Mary Gilmore is sitting on my desk, staring balefully at me for blogging rather than continuing with her scholarly edition layout, but I just know that if I don't write this post, it will fade away like all the other failed posts I've ever intended to write. I guess there are three pressing things to write about:
1. IS SUNDAY THE START OR THE END OF THE WEEK?
This morning the radio news mentioned 'the death of Steve Irwin last week'. In my understanding, the week starts on Monday. Best Beloved disagrees. But if we're following a predominantly judeo-christian (note lowercase there) calendar, isn't Sunday the day of rest at the end of a working week? I could wiki it, but I reckon one of you intelligent readers will be able to give me an explanation.
2. AFI SCREENINGS: down and dirty on the streets
It's the Australian Film Institute Awards judging season again, and as members, we're in the thick of viewing as many films as we can. This year the predominant theme seems to be streetwise and seedy, drawing upon our Australian right to look cool while we break the rules and thumb our noses at authority. It's ok occasionally, but a bit jaded by the third or fourth film in a row. Still, I'm trying very hard to watch each film freshly, to give it a chance. I haven't got time to go into depth, so I'll give you the speedy version of what I've seen so far:
Em 4 Jay: Heroin. Bonny & Clyde. Good pace, some good laughs, old theme. Nothing very cutting-edge or shocking (unless you are offended by nudity and injection scenes) but entertaining in parts. Good lead actors.
Kenny: Very 'The Castle', endearing with fabulous Aussie vernacular. Take your (older) kids for some good poo humour.

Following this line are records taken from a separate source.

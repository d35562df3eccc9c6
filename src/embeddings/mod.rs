// Copyright (c) 2025 Fabstir
// SPDX-License-Identifier: BUSL-1.1
//! Sentence embeddings
//!
//! Every model behind [`Embedder`] mean-pools token representations into one
//! vector per input and L2-normalizes it, so cosine similarity between two
//! embeddings is a plain dot product.

pub mod hashing;
pub mod model_files;
pub mod onnx_model;
pub mod service;

use async_trait::async_trait;
use thiserror::Error;

pub use hashing::HashingEmbedder;
pub use model_files::{fetch_model_files, ModelFiles};
pub use onnx_model::OnnxEmbeddingModel;
pub use service::{EmbeddingService, ModelState};

/// Default sentence-transformer model
pub const DEFAULT_MODEL_REPO: &str = "Xenova/all-MiniLM-L6-v2";

/// Output dimension of all-MiniLM-L6-v2
pub const DEFAULT_DIMENSION: usize = 384;

/// Errors raised while loading or running an embedding model
#[derive(Error, Debug, Clone)]
pub enum EmbeddingError {
    /// Model files could not be fetched or opened
    #[error("Failed to load embedding model: {0}")]
    ModelLoad(String),

    #[error("Tokenization failed: {0}")]
    Tokenization(String),

    #[error("Embedding inference failed: {0}")]
    Inference(String),

    /// Model produced a vector of the wrong length
    #[error("Unexpected embedding dimension: expected {expected}, got {actual}")]
    DimensionMismatch { expected: usize, actual: usize },

    /// `embed` was called before the model finished loading
    #[error("Embedding model is not ready (state: {0})")]
    NotReady(String),
}

impl From<anyhow::Error> for EmbeddingError {
    fn from(err: anyhow::Error) -> Self {
        EmbeddingError::Inference(err.to_string())
    }
}

/// A loaded feature-extraction model.
#[async_trait]
pub trait Embedder: Send + Sync {
    /// Embed one string into a unit-length vector of `dimension()` floats.
    async fn embed(&self, text: &str) -> Result<Vec<f32>, EmbeddingError>;

    /// Output dimension, constant for the lifetime of the model
    fn dimension(&self) -> usize;

    fn model_name(&self) -> &str;
}

/// Scale `vector` to unit L2 norm in place. Zero vectors are left unchanged.
pub fn l2_normalize(vector: &mut [f32]) {
    let norm = vector.iter().map(|x| x * x).sum::<f32>().sqrt();
    if norm > 0.0 {
        for value in vector.iter_mut() {
            *value /= norm;
        }
    }
}

/// Dot product of two equal-length vectors
pub fn dot(a: &[f32], b: &[f32]) -> f32 {
    a.iter().zip(b.iter()).map(|(x, y)| x * y).sum()
}

/// Cosine similarity; 0.0 for mismatched lengths or zero vectors
pub fn cosine_similarity(a: &[f32], b: &[f32]) -> f32 {
    if a.len() != b.len() {
        return 0.0;
    }
    let norm_a = dot(a, a).sqrt();
    let norm_b = dot(b, b).sqrt();
    if norm_a == 0.0 || norm_b == 0.0 {
        0.0
    } else {
        dot(a, b) / (norm_a * norm_b)
    }
}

Macbeth: Reviewed well on Sarsaparilla. If the intention was to make the play accessible to a modern audience, it worked for me (first time I've watched any form of M without wanting to drift off somewhere internally), although I could have done without the Michael Hutchence treatment of the lead character (half expected him to wrap a belt around his neck at the end). Lady Macbeth fabulous.
The Book of Revelation: A few things grated on me in this but generally powerful, with beautiful visuals and some compellingly twisted sexual issues. Tom Long (always a favorite of mine) looked amazing.
Lots more to see! Lots of babysitter points being racked up.
3. HOW CAN I WORK IN THESE CONDITIONS???!!!
What is it with cats and desks? The following is an example of my home office working conditions (and as I construct it, Mary Gilmore's manuscript pile is being warmed nicely by Pooter's fluffy arse).
Every time I leave the room, this is what I see when I return. Padge.
Pooter sits on my lap, then uses my arm as an armrest. I don't think he realises what bad OH&S practice this is.
When he gets bored, he shifts around and lies on my mouse hand.
As he lies there, he sees things that should be chased, like this naughty nimble pencil.
Finally, when my hands are numb, he moves to warmer climes -- lampbathing under my ancient and manky desklamp.
Then Padge, having recovered from being ignobly cast from HIS chair, joins Pooter for a gentle lamp-bathe, looking for all the world like two Victorian dowagers in mourning.
Padge, being for some reason extra dusty today...
...gets a gentle clean from his brother. Meanwhile, I am trying to get to the papers underneath their bums.
Pooter gets the hint, but Padge, as ever, is persistent. Pooter then begins the whole cycle again by trying to jump onto my lap. If I get up to go to the loo, Padge will get onto my chair.
Sigh. I hope Dame Gilmore liked cats.